• _Action item_
Filter the listing below, keeping only the lines with the word "Mutex".

◇ ◇ ◇ ◇

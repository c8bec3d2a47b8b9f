//! 时钟抽象
//! 所有过期判断都通过注入的时钟完成，测试中使用可手动推进的时钟

use chrono::{DateTime, Duration, Utc};
use parking_lot::Mutex;
use std::sync::Arc;

pub trait Clock: Send + Sync {
    fn now(&self) -> DateTime<Utc>;
}

/// 系统时钟
#[derive(Debug, Default, Clone, Copy)]
pub struct SystemClock;

impl Clock for SystemClock {
    fn now(&self) -> DateTime<Utc> {
        Utc::now()
    }
}

/// 手动时钟
#[derive(Debug, Clone)]
pub struct ManualClock {
    current: Arc<Mutex<DateTime<Utc>>>,
}

impl ManualClock {
    pub fn new(start: DateTime<Utc>) -> Self {
        Self {
            current: Arc::new(Mutex::new(start)),
        }
    }

    /// 从当前系统时间开始
    pub fn starting_now() -> Self {
        Self::new(Utc::now())
    }

    pub fn advance(&self, by: Duration) {
        let mut current = self.current.lock();
        *current += by;
    }

    pub fn set(&self, to: DateTime<Utc>) {
        *self.current.lock() = to;
    }
}

impl Clock for ManualClock {
    fn now(&self) -> DateTime<Utc> {
        *self.current.lock()
    }
}

pub type SharedClock = Arc<dyn Clock>;
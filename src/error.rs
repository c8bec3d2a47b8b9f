//! 统一错误模型
//! 认证/授权结果（密码错误、无权限、令牌过期）不走错误通道，
//! 这里只承载校验失败、完整性故障与内部错误。

use serde::Serialize;
use thiserror::Error;

/// 结果类型别名
pub type Result<T> = std::result::Result<T, AppError>;

/// 字段级校验错误
#[derive(Debug, Clone, PartialEq, Eq, Serialize)]
pub struct FieldError {
    pub field: String,
    pub code: String,
    pub message: String,
}

impl FieldError {
    pub fn new(field: &str, code: &str, message: impl Into<String>) -> Self {
        Self {
            field: field.to_string(),
            code: code.to_string(),
            message: message.into(),
        }
    }
}

/// 应用错误类型
#[derive(Debug, Error)]
pub enum AppError {
    #[error("Validation failed: {}", summarize(.0))]
    Validation(Vec<FieldError>),

    #[error("Integrity violation: {0}")]
    Integrity(String),

    #[error("Storage error: {0}")]
    Storage(String),

    #[error("Configuration error: {0}")]
    Config(String),

    #[error("Resource not found: {0}")]
    NotFound(String),

    #[error("Conflict: {0}")]
    Conflict(String),

    #[error("Access denied: {0}")]
    Forbidden(String),

    #[error("Internal error: {0}")]
    Internal(String),
}

fn summarize(errors: &[FieldError]) -> String {
    errors
        .iter()
        .map(|e| format!("{}: {}", e.field, e.message))
        .collect::<Vec<_>>()
        .join("; ")
}

impl AppError {
    /// 稳定的机器可读错误码
    pub fn code(&self) -> &'static str {
        match self {
            AppError::Validation(_) => "validation_failed",
            AppError::Integrity(_) => "integrity_violation",
            AppError::Storage(_) => "storage_failure",
            AppError::Config(_) => "configuration_error",
            AppError::NotFound(_) => "not_found",
            AppError::Conflict(_) => "conflict",
            AppError::Forbidden(_) => "forbidden",
            AppError::Internal(_) => "internal_error",
        }
    }

    /// 是否为不可恢复的完整性类错误（存储不可用、记录损坏、哈希链断裂）
    pub fn is_integrity(&self) -> bool {
        matches!(self, AppError::Integrity(_) | AppError::Storage(_))
    }

    /// 字段错误列表（非校验错误返回空切片）
    pub fn field_errors(&self) -> &[FieldError] {
        match self {
            AppError::Validation(errors) => errors,
            _ => &[],
        }
    }

    // 便捷方法
    pub fn not_found(msg: &str) -> Self {
        AppError::NotFound(msg.to_string())
    }

    pub fn field(field: &str, code: &str, message: &str) -> Self {
        AppError::Validation(vec![FieldError::new(field, code, message)])
    }

    pub fn internal_error(msg: &str) -> Self {
        AppError::Internal(msg.to_string())
    }
}

/// 从 validator 的嵌套错误结构展开为字段错误列表
impl From<validator::ValidationErrors> for AppError {
    fn from(errors: validator::ValidationErrors) -> Self {
        let mut fields: Vec<FieldError> = errors
            .field_errors()
            .into_iter()
            .flat_map(|(field, errs)| {
                errs.iter().map(move |e| {
                    let message = e
                        .message
                        .as_ref()
                        .map(|m| m.to_string())
                        .unwrap_or_else(|| format!("invalid {}", field));
                    FieldError::new(field.as_ref(), e.code.as_ref(), message)
                })
            })
            .collect();
        fields.sort_by(|a, b| a.field.cmp(&b.field));
        AppError::Validation(fields)
    }
}

impl From<config::ConfigError> for AppError {
    fn from(e: config::ConfigError) -> Self {
        AppError::Config(e.to_string())
    }
}

impl From<serde_json::Error> for AppError {
    fn from(e: serde_json::Error) -> Self {
        AppError::Integrity(format!("malformed record: {}", e))
    }
}

impl From<std::io::Error> for AppError {
    fn from(e: std::io::Error) -> Self {
        AppError::Storage(e.to_string())
    }
}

◇ ◇ ◇ ◇

• _Solution_
use parking_lot::Mutex;
    current: Arc<Mutex<DateTime<Utc>>>,
            current: Arc::new(Mutex::new(start)),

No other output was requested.